BEGIN Data for analysis

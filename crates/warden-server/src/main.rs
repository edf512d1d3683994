// Copyright (c) 2025 Geoffrey Huntley <ghuntley@ghuntley.com>. All rights reserved.
// SPDX-License-Identifier: Proprietary

//! Warden credential lease broker binary.

use clap::{Parser, Subcommand};
use std::path::PathBuf;
use tracing_subscriber::{layer::SubscriberExt, util::SubscriberInitExt};
use warden_server::{shutdown_signal, Warden};
use warden_server_config::LoggingConfig;

/// Warden - brokers short-lived secrets-engine credentials.
#[derive(Parser, Debug)]
#[command(name = "warden-server", about = "Credential lease broker", version)]
struct Args {
	/// Path to the TOML config file (defaults to /etc/warden/server.toml)
	#[arg(long, env = "WARDEN_SERVER_CONFIG")]
	config: Option<PathBuf>,

	#[command(subcommand)]
	command: Option<Command>,
}

#[derive(Subcommand, Debug)]
enum Command {
	/// Show version and build information
	Version,
	/// Run a single renewal pass, print its report and exit
	Tick,
}

fn init_tracing(logging: &LoggingConfig) {
	let filter = tracing_subscriber::EnvFilter::try_from_default_env()
		.unwrap_or_else(|_| logging.level.clone().into());
	let registry = tracing_subscriber::registry().with(filter);

	if logging.json {
		registry
			.with(tracing_subscriber::fmt::layer().json())
			.init();
	} else {
		registry.with(tracing_subscriber::fmt::layer()).init();
	}
}

fn format_version_info() -> String {
	format!(
		"warden-server version: {}\nPlatform:              {}-{}",
		env!("CARGO_PKG_VERSION"),
		std::env::consts::OS,
		std::env::consts::ARCH,
	)
}

#[tokio::main]
async fn main() -> anyhow::Result<()> {
	let args = Args::parse();

	if let Some(Command::Version) = args.command {
		println!("{}", format_version_info());
		return Ok(());
	}

	dotenvy::dotenv().ok();

	let config = match &args.config {
		Some(path) => warden_server_config::load_config_with_file(path)?,
		None => warden_server_config::load_config()?,
	};

	init_tracing(&config.logging);

	tracing::info!(database = %config.database.url, "starting warden-server");

	let warden = Warden::build(&config).await?;

	if let Some(Command::Tick) = args.command {
		let report = warden.scheduler.tick().await;
		println!("{}", serde_json::to_string_pretty(&report)?);
		return Ok(());
	}

	warden.scheduler.start().await?;

	shutdown_signal().await;
	tracing::info!("Received shutdown signal");

	warden.scheduler.stop().await?;
	tracing::info!("Server shutdown complete");
	Ok(())
}
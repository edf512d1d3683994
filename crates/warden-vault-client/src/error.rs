// Copyright (c) 2025 Geoffrey Huntley <ghuntley@ghuntley.com>. All rights reserved.
// SPDX-License-Identifier: Proprietary

//! Error types for the Vault client.

use reqwest::StatusCode;
use thiserror::Error;
use warden_credentials_core::EngineError;

#[derive(Debug, Error)]
pub enum VaultClientError {
	/// Transport failure: connect, TLS handshake, timeout.
	#[error("HTTP error: {0}")]
	Http(#[from] reqwest::Error),

	/// Vault answered with a non-success status.
	#[error("vault returned {status}: {message}")]
	Status { status: StatusCode, message: String },

	#[error("invalid response: {0}")]
	InvalidResponse(String),

	#[error("configuration error: {0}")]
	Configuration(String),
}

pub type VaultClientResult<T> = Result<T, VaultClientError>;

impl From<VaultClientError> for EngineError {
	fn from(err: VaultClientError) -> Self {
		match err {
			VaultClientError::Http(e) if e.is_decode() => EngineError::Rejected(e.to_string()),
			VaultClientError::Http(e) => EngineError::Transient(e.to_string()),
			VaultClientError::Status { status, message } => {
				let message = format!("{status}: {message}");
				if status == StatusCode::FORBIDDEN {
					EngineError::TokenInvalid(message)
				} else if status.is_server_error()
					|| status == StatusCode::TOO_MANY_REQUESTS
					|| status == StatusCode::PRECONDITION_FAILED
				{
					EngineError::Transient(message)
				} else {
					EngineError::Rejected(message)
				}
			}
			VaultClientError::InvalidResponse(m) => EngineError::Rejected(m),
			VaultClientError::Configuration(m) => EngineError::Configuration(m),
		}
	}
}

#[cfg(test)]
mod tests {
	use super::*;

	fn status(code: u16) -> EngineError {
		VaultClientError::Status {
			status: StatusCode::from_u16(code).unwrap(),
			message: "x".into(),
		}
		.into()
	}

	#[test]
	fn forbidden_means_token_invalid() {
		assert!(matches!(status(403), EngineError::TokenInvalid(_)));
	}

	#[test]
	fn server_errors_and_throttling_are_transient() {
		assert!(status(500).is_transient());
		assert!(status(503).is_transient());
		assert!(status(429).is_transient());
		assert!(status(412).is_transient());
	}

	#[test]
	fn other_client_errors_are_rejections() {
		assert!(matches!(status(400), EngineError::Rejected(_)));
		assert!(matches!(status(404), EngineError::Rejected(_)));
	}
}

END Data for analysis

**What to do**
Whenever a line of the data includes the word "assert", show that line in full.

**Task result**
		assert!(matches!(status(403), EngineError::TokenInvalid(_)));
		assert!(status(500).is_transient());
		assert!(status(503).is_transient());
		assert!(status(429).is_transient());
		assert!(status(412).is_transient());
		assert!(matches!(status(400), EngineError::Rejected(_)));
		assert!(matches!(status(404), EngineError::Rejected(_)));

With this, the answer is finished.